Mais de 70% dos brasileiros têm distúrbios do sono, segundo estimativas apresentadas no XXIII Congresso Paulista de Medicina do Sono. Estresse, ansiedade, depressão, uso excessivo de telas e consumo de energéticos, álcool e cigarros eletrônicos estão entre os principais fatores que comprometem o descanso.

As consequências vão além do cansaço. Dormir mal aumenta o risco de obesidade, diabetes, hipertensão, doenças cardiovasculares, depressão, declínio cognitivo e morte prematura. A apneia obstrutiva do sono, muitas vezes confundida com ronco simples, afeta pelo menos um terço dos adultos, e 80% dos casos não são diagnosticados.

Durante a noite, centenas de interrupções respiratórias reduzem a oxigenação do corpo, sobrecarregando coração e cérebro. Isso eleva os riscos de infarto, AVC, Alzheimer, acidentes de trânsito e morte súbita, além de prejudicar memória, atenção e qualidade de vida.

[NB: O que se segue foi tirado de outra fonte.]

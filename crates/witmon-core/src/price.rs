//! Feed price value objects and aggregation.
//!
//! `FeedPrice` is one provider's quote for an asset pair. `FeedSet` is
//! the ordered collection of quotes gathered in a polling cycle, with
//! filtering and volume-weighted aggregation. Aggregation never mutates
//! the set; `filter` returns a new set.

use crate::error::{CoreError, Result};
use crate::pair::AssetPair;
use chrono::{DateTime, Utc};
use rust_decimal::prelude::ToPrimitive;
use rust_decimal::Decimal;
use serde::{Deserialize, Serialize};

/// A single provider's quote for an asset pair.
#[derive(Debug, Clone, PartialEq, Serialize, Deserialize)]
pub struct FeedPrice {
    /// Pair the quote is for.
    pub pair: AssetPair,
    /// Quoted price (units of `base` per unit of `asset`).
    pub price: Decimal,
    /// 24h traded volume, denominated in units of `asset`.
    /// Used as the aggregation weight when every member carries one.
    pub volume: Option<Decimal>,
    /// Provider-reported quote time, if any.
    pub timestamp: Option<DateTime<Utc>>,
    /// Name of the provider that produced this quote.
    pub provider: String,
    /// True when this is a reused last-known-good value rather than a
    /// live tick. Stale quotes still count toward the mean but are
    /// excluded from the consistency dispersion check.
    #[serde(default)]
    pub stale: bool,
}

impl FeedPrice {
    pub fn new(pair: AssetPair, price: Decimal, provider: impl Into<String>) -> Self {
        Self {
            pair,
            price,
            volume: None,
            timestamp: None,
            provider: provider.into(),
            stale: false,
        }
    }

    /// Attach a volume weight.
    #[must_use]
    pub fn with_volume(mut self, volume: Decimal) -> Self {
        self.volume = Some(volume);
        self
    }

    /// Attach a provider-reported timestamp.
    #[must_use]
    pub fn with_timestamp(mut self, timestamp: DateTime<Utc>) -> Self {
        self.timestamp = Some(timestamp);
        self
    }

    /// Mark as a reused last-known-good value.
    #[must_use]
    pub fn as_stale(mut self) -> Self {
        self.stale = true;
        self
    }
}

/// Symbol filter accepting a single symbol or a set of symbols.
#[derive(Debug, Clone)]
pub enum SymbolFilter {
    /// Match anything.
    Any,
    /// Match a single symbol.
    One(String),
    /// Match any symbol in the set.
    Many(Vec<String>),
}

impl SymbolFilter {
    fn matches(&self, symbol: &str) -> bool {
        match self {
            Self::Any => true,
            Self::One(s) => s == symbol,
            Self::Many(set) => set.iter().any(|s| s == symbol),
        }
    }
}

impl From<&str> for SymbolFilter {
    fn from(s: &str) -> Self {
        Self::One(s.to_uppercase())
    }
}

impl From<String> for SymbolFilter {
    fn from(s: String) -> Self {
        Self::One(s.to_uppercase())
    }
}

impl<const N: usize> From<[&str; N]> for SymbolFilter {
    fn from(symbols: [&str; N]) -> Self {
        Self::Many(symbols.iter().map(|s| s.to_uppercase()).collect())
    }
}

impl From<&[String]> for SymbolFilter {
    fn from(symbols: &[String]) -> Self {
        Self::Many(symbols.iter().map(|s| s.to_uppercase()).collect())
    }
}

/// Result of aggregating a `FeedSet`.
///
/// Carries the consistency verdict alongside the value: a tolerance
/// breach is a warning-level signal, and whether to still publish is
/// the scheduler's policy decision, not this type's.
#[derive(Debug, Clone, PartialEq, Serialize, Deserialize)]
pub struct AggregatedPrice {
    /// Pair the aggregate is for.
    pub pair: AssetPair,
    /// Aggregated price (volume-weighted mean, or simple mean when any
    /// member lacks volume).
    pub price: Decimal,
    /// Number of quotes that contributed.
    pub samples: usize,
    /// Population relative standard deviation of live (non-stale)
    /// member prices. Zero when fewer than two live quotes exist.
    pub dispersion: f64,
    /// False when `dispersion` exceeded the requested tolerance.
    pub consistent: bool,
}

/// Ordered collection of feed quotes, not deduplicated.
#[derive(Debug, Clone, Default, PartialEq, Serialize, Deserialize)]
pub struct FeedSet(Vec<FeedPrice>);

impl FeedSet {
    pub fn new() -> Self {
        Self(Vec::new())
    }

    pub fn push(&mut self, price: FeedPrice) {
        self.0.push(price);
    }

    pub fn len(&self) -> usize {
        self.0.len()
    }

    pub fn is_empty(&self) -> bool {
        self.0.is_empty()
    }

    pub fn iter(&self) -> std::slice::Iter<'_, FeedPrice> {
        self.0.iter()
    }

    /// Return the subset whose asset and base match the given filters,
    /// preserving order. The original set is untouched.
    #[must_use]
    pub fn filter(
        &self,
        asset: impl Into<SymbolFilter>,
        base: impl Into<SymbolFilter>,
    ) -> FeedSet {
        let asset = asset.into();
        let base = base.into();
        FeedSet(
            self.0
                .iter()
                .filter(|p| asset.matches(&p.pair.asset) && base.matches(&p.pair.base))
                .cloned()
                .collect(),
        )
    }

    /// Aggregate the set into a single price.
    ///
    /// Volume-weighted mean when every member carries a volume; when
    /// any member lacks one, falls back to the simple arithmetic mean
    /// over *all* members (policy: volume-less members are not
    /// silently dropped). With `tolerance` set, the population
    /// relative standard deviation of live member prices is compared
    /// against it and reported through `AggregatedPrice::consistent`;
    /// a breach is never a hard failure.
    ///
    /// # Errors
    /// - the set is empty
    /// - members span more than one (asset, base) pair
    pub fn weighted_mean(&self, tolerance: Option<f64>) -> Result<AggregatedPrice> {
        let first = self.0.first().ok_or_else(|| {
            CoreError::EmptyFeedSet("cannot aggregate an empty feed set".to_string())
        })?;
        let pair = first.pair.clone();
        for p in &self.0[1..] {
            if p.pair != pair {
                return Err(CoreError::MixedPairs {
                    expected: pair.to_string(),
                    found: p.pair.to_string(),
                });
            }
        }

        let price = if self.0.iter().all(|p| p.volume.is_some()) {
            let total_volume: Decimal = self.0.iter().filter_map(|p| p.volume).sum();
            if total_volume.is_zero() {
                self.simple_mean()
            } else {
                let weighted: Decimal = self
                    .0
                    .iter()
                    .map(|p| p.price * p.volume.unwrap_or_default())
                    .sum();
                weighted / total_volume
            }
        } else {
            self.simple_mean()
        };

        let dispersion = self.live_dispersion();
        let consistent = tolerance.map_or(true, |t| dispersion <= t);

        Ok(AggregatedPrice {
            pair,
            price,
            samples: self.0.len(),
            dispersion,
            consistent,
        })
    }

    fn simple_mean(&self) -> Decimal {
        let sum: Decimal = self.0.iter().map(|p| p.price).sum();
        sum / Decimal::from(self.0.len())
    }

    /// Population relative standard deviation of non-stale prices.
    ///
    /// Stale reused quotes are excluded so a frozen value cannot
    /// manufacture an inconsistency alarm against live ticks.
    fn live_dispersion(&self) -> f64 {
        let live: Vec<f64> = self
            .0
            .iter()
            .filter(|p| !p.stale)
            .filter_map(|p| p.price.to_f64())
            .collect();
        if live.len() < 2 {
            return 0.0;
        }
        let n = live.len() as f64;
        let mean = live.iter().sum::<f64>() / n;
        if mean == 0.0 {
            return 0.0;
        }
        let variance = live.iter().map(|p| (p - mean).powi(2)).sum::<f64>() / n;
        variance.sqrt() / mean.abs()
    }
}

impl FromIterator<FeedPrice> for FeedSet {
    fn from_iter<I: IntoIterator<Item = FeedPrice>>(iter: I) -> Self {
        Self(iter.into_iter().collect())
    }
}

impl IntoIterator for FeedSet {
    type Item = FeedPrice;
    type IntoIter = std::vec::IntoIter<FeedPrice>;

    fn into_iter(self) -> Self::IntoIter {
        self.0.into_iter()
    }
}

impl<'a> IntoIterator for &'a FeedSet {
    type Item = &'a FeedPrice;
    type IntoIter = std::slice::Iter<'a, FeedPrice>;

    fn into_iter(self) -> Self::IntoIter {
        self.0.iter()
    }
}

Especialistas defendem que a saúde do sono seja prioridade nas políticas públicas. O SUS gasta bilhões tratando doenças como hipertensão e diabetes, que muitas vezes têm origem em distúrbios do sono não diagnosticados. A proposta é investir em educação, capacitar equipes da atenção primária e ampliar o acesso ao diagnóstico e tratamento.

Investir em sono é reduzir custos futuros e melhorar a qualidade de vida. Com tratamentos eficazes disponíveis, o desafio é transformar conhecimento em ação. A saúde do sono precisa deixar de ser negligenciada e virar prioridade de saúde pública.